In order for vegetarians to consume a diet that is rich in all of the nutrients they need, they must think through their food choices carefully. One key nutrient they must take care to find from non-animal sources is protein. However, they may miss out on other vitamins and minerals from food sources as well and may need to consider taking some, or all, of the following supplements.
Calcium
Often found in dairy products, vegetarians who do not eat dairy products may need to take calcium in supplement form. Women, in particular, need to ensure that they are receiving enough calcium for bone health.
Iron
Iron is most readily found in red meat.
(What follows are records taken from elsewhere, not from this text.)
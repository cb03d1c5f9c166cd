//! Random starting colors

use rand::Rng;
use scarab_ipc::Rgb;

/// The two carapace colors
#[derive(Debug, Clone, Copy, PartialEq, Eq)]
pub struct Palette {
    pub base: Rgb,
    pub accent: Rgb,
}

impl Palette {
    /// Two independent uniformly random 24-bit colors
    pub fn random(rng: &mut impl Rng) -> Self {
        Self {
            base: random_color(rng),
            accent: random_color(rng),
        }
    }
}

pub fn random_color(rng: &mut impl Rng) -> Rgb {
    Rgb::from_u32(rng.random::<u32>() & 0x00ff_ffff)
}
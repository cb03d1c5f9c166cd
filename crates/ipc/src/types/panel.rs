//! Settings panels of the control UI.

use serde::{Deserialize, Serialize};

/// A collapsible settings panel. At most one is open at a time.
#[derive(Debug, Clone, Copy, PartialEq, Eq, Hash, Serialize, Deserialize)]
#[serde(rename_all = "lowercase")]
pub enum Panel {
    Colors,
    Pattern,
    Head,
    Finish,
}

impl Panel {
    pub const ALL: [Panel; 4] = [Panel::Colors, Panel::Pattern, Panel::Head, Panel::Finish];

    pub fn title(self) -> &'static str {
        match self {
            Panel::Colors => "Colors",
            Panel::Pattern => "Pattern",
            Panel::Head => "Head",
            Panel::Finish => "Finish",
        }
    }
}
//! Single-select settings panel state
//!
//! Panel state is UI-only: it never feeds into rendering.

use scarab_ipc::Panel;

#[derive(Debug, Clone, Copy, Default, PartialEq, Eq)]
pub struct PanelState {
    open: Option<Panel>,
}

impl PanelState {
    pub fn open_panel(&self) -> Option<Panel> {
        self.open
    }

    pub fn is_open(&self, panel: Panel) -> bool {
        self.open == Some(panel)
    }

    /// Close `panel` if it is the open one, otherwise open it in place of
    /// whatever was open. Returns the new open panel.
    pub fn toggle(&mut self, panel: Panel) -> Option<Panel> {
        self.open = if self.open == Some(panel) { None } else { Some(panel) };
        self.open
    }

    /// Close whichever panel is open. Returns whether anything was open.
    pub fn close(&mut self) -> bool {
        self.open.take().is_some()
    }
}

#[cfg(test)]
mod tests {
    use super::*;

    #[test]
    fn test_toggle_opens_then_closes() {
        let mut state = PanelState::default();
        assert_eq!(state.toggle(Panel::Colors), Some(Panel::Colors));
        assert!(state.is_open(Panel::Colors));
        assert_eq!(state.toggle(Panel::Colors), None);
        assert_eq!(state.open_panel(), None);
    }

    #[test]
    fn test_selecting_another_panel_swaps() {
        let mut state = PanelState::default();
        state.toggle(Panel::Pattern);
        assert_eq!(state.toggle(Panel::Head), Some(Panel::Head));
        assert!(!state.is_open(Panel::Pattern));
    }

    #[test]
    fn test_close_outside() {
        let mut state = PanelState::default();
        assert!(!state.close());
        state.toggle(Panel::Finish);
        assert!(state.close());
        assert_eq!(state.open_panel(), None);
    }
}
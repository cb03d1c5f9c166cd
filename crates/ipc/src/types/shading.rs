//! Scalar shading parameters exposed as sliders.

use std::ops::RangeInclusive;

use serde::{Deserialize, Serialize};

/// A slider-controlled scalar of the carapace material.
#[derive(Debug, Clone, Copy, PartialEq, Eq, Hash, Serialize, Deserialize)]
#[serde(rename_all = "camelCase")]
pub enum ShadingParam {
    IridescenceStrength,
    IridescenceShift,
    Shininess,
    SpecularStrength,
    EnvironmentIntensity,
}

impl ShadingParam {
    pub const ALL: [ShadingParam; 5] = [
        ShadingParam::IridescenceStrength,
        ShadingParam::IridescenceShift,
        ShadingParam::Shininess,
        ShadingParam::SpecularStrength,
        ShadingParam::EnvironmentIntensity,
    ];

    pub fn label(self) -> &'static str {
        match self {
            ShadingParam::IridescenceStrength => "Iridescence",
            ShadingParam::IridescenceShift => "Color shift",
            ShadingParam::Shininess => "Shininess",
            ShadingParam::SpecularStrength => "Highlights",
            ShadingParam::EnvironmentIntensity => "Reflections",
        }
    }

    /// Slider bounds. Values are not validated against these beyond the widget.
    pub fn range(self) -> RangeInclusive<f32> {
        match self {
            ShadingParam::IridescenceStrength => 0.0..=3.0,
            ShadingParam::IridescenceShift => 0.0..=1.0,
            ShadingParam::Shininess => 1.0..=200.0,
            ShadingParam::SpecularStrength => 0.0..=2.0,
            ShadingParam::EnvironmentIntensity => 0.0..=1.0,
        }
    }

    /// Slider step size
    pub fn step(self) -> f32 {
        match self {
            ShadingParam::Shininess => 1.0,
            _ => 0.01,
        }
    }
}
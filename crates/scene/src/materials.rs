//! Carapace and head/leg materials
//!
//! Both are unlit-by-engine custom materials: the WGSL programs do their own
//! lighting against a single point light, mirroring `customizer::shading`.

use bevy::asset::embedded_asset;
use bevy::prelude::*;
use bevy::render::render_resource::{AsBindGroup, ShaderType};
use bevy::shader::ShaderRef;
use customizer::{ENV_BLEND, HEAD_AMBIENT, HeadShading, ShadingParams, ViewerState};
use scarab_ipc::Rgb;

use crate::ViewerSet;
use crate::assets::ViewerAssets;
use crate::reflection::EnvironmentSnapshot;

/// Uniform block of the carapace shader
#[derive(Clone, Copy, Debug, Default, ShaderType)]
pub struct CarapaceUniform {
    /// Linear RGB, alpha unused
    pub base_color: Vec4,
    pub accent_color: Vec4,
    pub light_position: Vec4,
    pub iridescence_strength: f32,
    pub iridescence_shift: f32,
    pub shininess: f32,
    pub specular_strength: f32,
    pub environment_intensity: f32,
    pub environment_blend: f32,
    /// 1.0 flips which color the bright mask texels get
    pub mask_polarity: f32,
}

impl From<&ShadingParams> for CarapaceUniform {
    fn from(params: &ShadingParams) -> Self {
        Self {
            base_color: linear(params.base_color),
            accent_color: linear(params.accent_color),
            light_position: Vec3::from_array(params.light_position).extend(1.0),
            iridescence_strength: params.iridescence_strength,
            iridescence_shift: params.iridescence_shift,
            shininess: params.shininess,
            specular_strength: params.specular_strength,
            environment_intensity: params.environment_intensity,
            environment_blend: ENV_BLEND,
            mask_polarity: params.mask_polarity.as_flag(),
        }
    }
}

fn linear(color: Rgb) -> Vec4 {
    Vec3::from_array(color.to_linear()).extend(1.0)
}

/// Patterned, reflective, iridescent shell material
#[derive(Asset, AsBindGroup, TypePath, Clone)]
pub struct CarapaceMaterial {
    #[uniform(0)]
    pub params: CarapaceUniform,
    #[texture(1)]
    #[sampler(2)]
    pub mask: Handle<Image>,
    // Environment snapshot faces in `CubeFace::ALL` order; one sampler for all six
    #[texture(3)]
    #[sampler(4)]
    pub env_pos_x: Handle<Image>,
    #[texture(5)]
    pub env_neg_x: Handle<Image>,
    #[texture(6)]
    pub env_pos_y: Handle<Image>,
    #[texture(7)]
    pub env_neg_y: Handle<Image>,
    #[texture(8)]
    pub env_pos_z: Handle<Image>,
    #[texture(9)]
    pub env_neg_z: Handle<Image>,
}

impl Material for CarapaceMaterial {
    fn fragment_shader() -> ShaderRef {
        "embedded://scarab_scene/shaders/carapace.wgsl".into()
    }

    fn alpha_mode(&self) -> AlphaMode {
        AlphaMode::Opaque
    }
}

/// Uniform block of the head/leg shader
#[derive(Clone, Copy, Debug, Default, ShaderType)]
pub struct HeadUniform {
    pub light_position: Vec4,
    /// Linear light
    pub base_luminance: f32,
    pub ambient: f32,
    pub shininess: f32,
    pub specular_strength: f32,
}

impl From<&HeadShading> for HeadUniform {
    fn from(params: &HeadShading) -> Self {
        Self {
            light_position: Vec3::from_array(params.light_position).extend(1.0),
            base_luminance: params.linear_base(),
            ambient: HEAD_AMBIENT,
            shininess: params.shininess,
            specular_strength: params.specular_strength,
        }
    }
}

/// Matte near-black material with a soft highlight, shared by heads and legs
#[derive(Asset, AsBindGroup, TypePath, Clone, Default)]
pub struct HeadMaterial {
    #[uniform(0)]
    pub params: HeadUniform,
}

impl Material for HeadMaterial {
    fn fragment_shader() -> ShaderRef {
        "embedded://scarab_scene/shaders/head.wgsl".into()
    }
}

/// The single instance of each material, shared by every mesh of its role
#[derive(Resource)]
pub struct ViewerMaterials {
    pub carapace: Handle<CarapaceMaterial>,
    pub head: Handle<HeadMaterial>,
}

pub struct MaterialsPlugin;

impl Plugin for MaterialsPlugin {
    fn build(&self, app: &mut App) {
        embedded_asset!(app, "shaders/carapace.wgsl");
        embedded_asset!(app, "shaders/head.wgsl");

        app.add_plugins(MaterialPlugin::<CarapaceMaterial>::default())
            .add_plugins(MaterialPlugin::<HeadMaterial>::default())
            .add_systems(Startup, create_materials)
            .add_systems(Update, sync_materials.in_set(ViewerSet::Sync));
    }
}

fn create_materials(
    mut commands: Commands,
    state: Res<ViewerState>,
    assets: Res<ViewerAssets>,
    snapshot: Res<EnvironmentSnapshot>,
    mut carapace_materials: ResMut<Assets<CarapaceMaterial>>,
    mut head_materials: ResMut<Assets<HeadMaterial>>,
) {
    let [env_pos_x, env_neg_x, env_pos_y, env_neg_y, env_pos_z, env_neg_z] =
        snapshot.faces.clone();

    let carapace = carapace_materials.add(CarapaceMaterial {
        params: CarapaceUniform::from(&state.shading),
        mask: assets.mask_for(state.shading.pattern),
        env_pos_x,
        env_neg_x,
        env_pos_y,
        env_neg_y,
        env_pos_z,
        env_neg_z,
    });
    let head = head_materials.add(HeadMaterial {
        params: HeadUniform::from(&state.head_shading),
    });

    commands.insert_resource(ViewerMaterials { carapace, head });
}

/// Push parameter and mask changes into the material assets
fn sync_materials(
    state: Res<ViewerState>,
    assets: Res<ViewerAssets>,
    materials: Option<Res<ViewerMaterials>>,
    mut carapace_materials: ResMut<Assets<CarapaceMaterial>>,
    mut head_materials: ResMut<Assets<HeadMaterial>>,
) {
    let Some(materials) = materials else {
        return;
    };
    if !state.is_changed() && !assets.is_changed() {
        return;
    }

    if let Some(mut carapace) = carapace_materials.get_mut(&materials.carapace) {
        carapace.params = CarapaceUniform::from(&state.shading);
        let mask = assets.mask_for(state.shading.pattern);
        if carapace.mask != mask {
            debug!("Binding mask for {:?}", state.shading.pattern);
            carapace.mask = mask;
        }
    }

    if let Some(mut head) = head_materials.get_mut(&materials.head) {
        head.params = HeadUniform::from(&state.head_shading);
    }
}

#[cfg(test)]
mod tests {
    use super::*;
    use customizer::MaskPolarity;

    #[test]
    fn test_carapace_uniform_from_params() {
        let params = ShadingParams {
            base_color: Rgb::WHITE,
            accent_color: Rgb::BLACK,
            mask_polarity: MaskPolarity::AccentOnPattern,
            ..Default::default()
        };
        let uniform = CarapaceUniform::from(&params);
        assert!((uniform.base_color - Vec4::ONE).length() < 1e-5);
        assert_eq!(uniform.accent_color, Vec4::new(0.0, 0.0, 0.0, 1.0));
        assert_eq!(uniform.light_position, Vec4::new(5.0, 10.0, 5.0, 1.0));
        assert_eq!(uniform.environment_blend, ENV_BLEND);
        assert_eq!(uniform.shininess, 80.0);
        assert_eq!(uniform.mask_polarity, 1.0);
    }

    #[test]
    fn test_head_uniform_defaults() {
        let uniform = HeadUniform::from(&HeadShading::default());
        // 0.05 on screen is about 0.004 in linear light
        assert!((uniform.base_luminance - 0.00395).abs() < 1e-4);
        assert_eq!(uniform.ambient, 0.3);
        assert_eq!(uniform.shininess, 60.0);
        assert_eq!(uniform.specular_strength, 0.5);
    }
}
Women in their childbearing years need plenty of iron. Although iron can be found in non-animal sources, such as dried fruits and lentils, some may need to take it in supplement form along with vitamin C for proper absorption.
Omega-3 Fatty Acids
These fatty acids are found in fish and fish oil supplements, however, vegetarians who do not eat fish may not be receiving enough. A fine supplement choice without fish is flaxseed oil.
Vitamin B-12
This vitamin, often found in meat, is important for red blood cell production. Most multivitamins or vitamin B-complex supplements contain B-12.
Zinc
Although the mineral zinc can be found in plant sources, a supplement may be necessary because zinc from plants is difficult to absorb.